Today and always, ‘the poor are the privileged recipients of the gospel’, and the fact that it is freely preached to them is a sign of the kingdom that Jesus came to establish. (Evangelii Gaudium #49)
Michael Sweeney [‘Can you tell me what a parish is?’ Chicago Studies 46, no 1 (2007)] says that most of the metaphors used in church teaching to describe ‘parish’, cluster around two poles: first, the ‘community’, family’, ‘home’ of the baptised and place of welcome pole, and second, the outwardly focused, mission beyond itself pole. That is, the parish is the church inserted into the neighbourhood. As Sweeney notes, ‘What a parish is cannot adequately be discussed without a consideration of the society in which it is to be found and to which it is sent.’ (Margaret Ritchie whom we buried from St Anne’s, 8 May, was a much-loved parishioner. Her life was a wonderful example of someone who lived Sweeney’s two poles. She knew what it was to belong and how to be outwardly focused.)
I suggest that Sweeney’s definition offers us a way of thinking about our mergers. (In what follows I use my current parish, St Anne’s Newtown, and the proposed new parish: ‘Effective from 1 February 2016 St Joseph Mt Victoria, St Anne Newtown, St Francis de Sales Island Bay and St Bernard Brooklyn are to become one parish. Current parish churches to be retained.’)
Sweeney’s second pole helps to move the focus off buildings and onto mission. If we were to walk the boundary of the proposed new parish (perhaps we could imagine Suzanne Aubert walking with us) or take a Google Earth view, what would we see?
- Into what neighbourhoods is the proposed parish inserted?
- To what society has it been sent?
- What do the various neighbourhoods look like?
- Smell like? Sound like? Feel like? Taste like?
- Where/who are the sidelined?
- What needs would confront us?
- What gifts do we have to address them?
The first pole would ensure that we know the various strengths of our new parish community. Each member would have named a ministry in which they should be involved.
But how can the individual characteristics, eg, smells, be retained without being overpowered by the smell of the other areas? Our need is to feel at home, to belong, to recognise the new parish as our place because it smells like home. That familiar smell that will, in turn, enable, inspire and challenge us to go out to others.
So it is through being outwardly focused that we will deepen our sense of belonging.
Jesus taught and modelled compassion and concern for those on the margins. We too must live that same concern for whatever the rejected look like in our particular location. Once we all have a developing understanding of the needs of our location, the needs of the society to which we have been sent by our baptism and have begun this outward-focused mission journey, then and only then, should we consider worship/administration spaces and where they should best be situated to further the mission.

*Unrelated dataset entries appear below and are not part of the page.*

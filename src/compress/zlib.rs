//! zlib stream framing (RFC 1950) around the streaming deflater.
//!
//! A zlib stream is a 2-byte header, raw DEFLATE blocks, and the big-endian
//! Adler-32 of the uncompressed data.

use std::io::{self, Write};

use crate::bits::PendingBuffer;
use crate::compress::adler32::Adler32;
use crate::compress::config::DeflateOptions;
use crate::compress::deflate::Deflater;
use crate::error::{Error, Result};

/// CMF byte: method 8 (deflate), 32 KiB window.
const ZLIB_CMF: u8 = 0x78;

/// Build the zlib header for `level`.
///
/// FLEVEL is 0 for levels 0-2, 1 for 3-4, 2 for 5-6 and 3 for 7-9; FCHECK
/// makes the header a multiple of 31.
pub fn zlib_header(level: u8) -> [u8; 2] {
    let flevel: u16 = match level {
        0..=2 => 0,
        3..=4 => 1,
        5..=6 => 2,
        _ => 3,
    };
    let mut flg = flevel << 6;
    let check = ((ZLIB_CMF as u16) << 8 | flg) % 31;
    flg += (31 - check) % 31;
    [ZLIB_CMF, flg as u8]
}

/// zlib encoder writing to any [`Write`] sink.
///
/// The header is written when the encoder is created. Call
/// [`finish`](Self::finish) to write the last block and the checksum; if the
/// encoder is dropped without it, the stream is finished on a best-effort
/// basis and errors are only logged.
///
/// # Example
///
/// ```rust
/// use std::io::Write;
/// use zdeflate::compress::config::DeflateOptions;
/// use zdeflate::compress::zlib::ZlibEncoder;
///
/// let mut encoder = ZlibEncoder::new(Vec::new(), DeflateOptions::default()).unwrap();
/// encoder.write_all(b"scanline bytes").unwrap();
/// let stream = encoder.finish().unwrap();
/// assert_eq!(&stream[..2], &[0x78, 0x9C]);
/// ```
#[derive(Debug)]
pub struct ZlibEncoder<W: Write> {
    writer: Option<W>,
    deflater: Deflater,
    adler: Adler32,
    buffer: Vec<u8>,
    finished: bool,
}

impl<W: Write> ZlibEncoder<W> {
    /// Create an encoder and write the zlib header to `writer`.
    pub fn new(mut writer: W, options: DeflateOptions) -> Result<Self> {
        options.validate()?;
        let deflater = Deflater::with_options(&options)?;

        let [cmf, flg] = zlib_header(options.level);
        let mut header = PendingBuffer::with_capacity(2);
        header.write_byte(cmf);
        header.write_byte(flg);
        writer.write_all(&header.to_vec())?;
        log::debug!(
            "zlib stream started: level {}, {:?}, buffer {}",
            options.level,
            options.strategy,
            options.buffer_size
        );

        Ok(Self {
            writer: Some(writer),
            deflater,
            adler: Adler32::new(),
            buffer: vec![0; options.buffer_size],
            finished: false,
        })
    }

    /// Compress `data`, writing whatever output is ready to the sink.
    pub fn write_input(&mut self, data: &[u8]) -> Result<()> {
        self.deflater.set_input(data, 0, data.len())?;
        self.adler.update(data);

        while !self.deflater.needs_input() {
            if self.deflate_chunk()? == 0 {
                break;
            }
        }
        if !self.deflater.needs_input() {
            return Err(Error::IncompleteFlush);
        }
        Ok(())
    }

    /// Sync-flush: make everything written so far decodable from the sink.
    pub fn flush(&mut self) -> Result<()> {
        self.deflater.flush()?;
        while self.deflate_chunk()? > 0 {}
        self.writer_mut()?.flush()?;
        Ok(())
    }

    /// Write the final block and the Adler-32 trailer, then return the sink.
    pub fn finish(mut self) -> Result<W> {
        self.finish_stream()?;
        self.writer.take().ok_or(Error::AlreadyClosed)
    }

    /// Running Adler-32 of the input so far.
    #[inline]
    pub fn checksum(&self) -> u32 {
        self.adler.value()
    }

    /// Uncompressed bytes accepted so far.
    #[inline]
    pub fn total_in(&self) -> u64 {
        self.deflater.total_in()
    }

    /// Compressed DEFLATE bytes produced so far, excluding header and trailer.
    #[inline]
    pub fn total_out(&self) -> u64 {
        self.deflater.total_out()
    }

    /// The underlying sink.
    pub fn get_ref(&self) -> Option<&W> {
        self.writer.as_ref()
    }

    fn writer_mut(&mut self) -> Result<&mut W> {
        self.writer.as_mut().ok_or(Error::AlreadyClosed)
    }

    /// Run the deflater once into the staging buffer and pass the output on.
    fn deflate_chunk(&mut self) -> Result<usize> {
        let len = self.buffer.len();
        let written = self.deflater.deflate(&mut self.buffer, 0, len)?;
        if written > 0 {
            let writer = self.writer.as_mut().ok_or(Error::AlreadyClosed)?;
            writer.write_all(&self.buffer[..written])?;
        }
        Ok(written)
    }

    fn finish_stream(&mut self) -> Result<()> {
        if self.finished {
            return Ok(());
        }

        self.deflater.finish()?;
        while !self.deflater.is_finished() {
            if self.deflate_chunk()? == 0 && !self.deflater.is_finished() {
                return Err(Error::IncompleteFlush);
            }
        }

        let adler = self.adler.value();
        let mut trailer = PendingBuffer::with_capacity(4);
        trailer.write_short_msb((adler >> 16) as u16);
        trailer.write_short_msb(adler as u16);
        let writer = self.writer_mut()?;
        writer.write_all(&trailer.to_vec())?;
        writer.flush()?;

        log::debug!(
            "zlib stream finished: {} bytes in, {} bytes out, adler32 {:08x}",
            self.deflater.total_in(),
            self.deflater.total_out() + 6,
            self.adler.value()
        );
        self.finished = true;
        self.deflater.close();
        Ok(())
    }
}

impl<W: Write> Write for ZlibEncoder<W> {
    fn write(&mut self, buf: &[u8]) -> io::Result<usize> {
        self.write_input(buf)?;
        Ok(buf.len())
    }

    fn flush(&mut self) -> io::Result<()> {
        ZlibEncoder::flush(self)?;
        Ok(())
    }
}

impl<W: Write> Drop for ZlibEncoder<W> {
    fn drop(&mut self) {
        if self.finished || self.writer.is_none() {
            return;
        }
        if let Err(err) = self.finish_stream() {
            log::warn!("zlib stream dropped without finish, and finishing failed: {err}");
        }
    }
}

/// Compress `data` into a complete zlib stream.
///
/// # Example
///
/// ```rust
/// use zdeflate::compress::zlib::compress_zlib;
///
/// let stream = compress_zlib(&[], 6).unwrap();
/// assert_eq!(stream, [0x78, 0x9C, 0x03, 0x00, 0x00, 0x00, 0x00, 0x01]);
/// ```
pub fn compress_zlib(data: &[u8], level: u8) -> Result<Vec<u8>> {
    let options = DeflateOptions::default().with_level(level);
    let mut encoder = ZlibEncoder::new(Vec::with_capacity(data.len() / 2 + 64), options)?;
    encoder.write_input(data)?;
    encoder.finish()
}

Fifty years ago the opening paragraph of Gaudium et Spes, challenged us all to get involved where we are: ‘The joys and the hopes, the griefs and the anxieties of the people of this age, especially those who are poor or in any way afflicted, these are the joys and hopes, the griefs and anxieties of the followers of Christ. Indeed, nothing genuinely human fails to raise an echo in their hearts.
‘It is through this involvement that we will be ‘bruised, hurting and dirty’.